**Work order**
Beginning at the line that includes "doesn't need IO" in the entries below, print each line exactly as it appears, through the last one.
BEGIN Data extract
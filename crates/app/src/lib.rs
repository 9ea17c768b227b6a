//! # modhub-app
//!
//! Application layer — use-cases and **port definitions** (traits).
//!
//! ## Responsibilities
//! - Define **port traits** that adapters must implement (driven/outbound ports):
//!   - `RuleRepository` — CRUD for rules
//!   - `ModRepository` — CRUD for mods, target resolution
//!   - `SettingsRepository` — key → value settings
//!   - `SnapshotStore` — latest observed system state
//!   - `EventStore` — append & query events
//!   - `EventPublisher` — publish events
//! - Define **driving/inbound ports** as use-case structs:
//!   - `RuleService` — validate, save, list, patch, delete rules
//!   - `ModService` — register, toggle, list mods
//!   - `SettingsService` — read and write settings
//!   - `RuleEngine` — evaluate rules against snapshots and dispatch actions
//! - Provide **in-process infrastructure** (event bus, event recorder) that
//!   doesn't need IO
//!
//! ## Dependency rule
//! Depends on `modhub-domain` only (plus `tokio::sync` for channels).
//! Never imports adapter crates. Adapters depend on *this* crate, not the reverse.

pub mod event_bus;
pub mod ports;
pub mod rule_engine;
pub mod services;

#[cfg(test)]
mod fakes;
END Data extract
**Task solution**
//!   doesn't need IO
//!
//! ## Dependency rule
//! Depends on `modhub-domain` only (plus `tokio::sync` for channels).
//! Never imports adapter crates. Adapters depend on *this* crate, not the reverse.

pub mod event_bus;
pub mod ports;
pub mod rule_engine;
pub mod services;

#[cfg(test)]
mod fakes;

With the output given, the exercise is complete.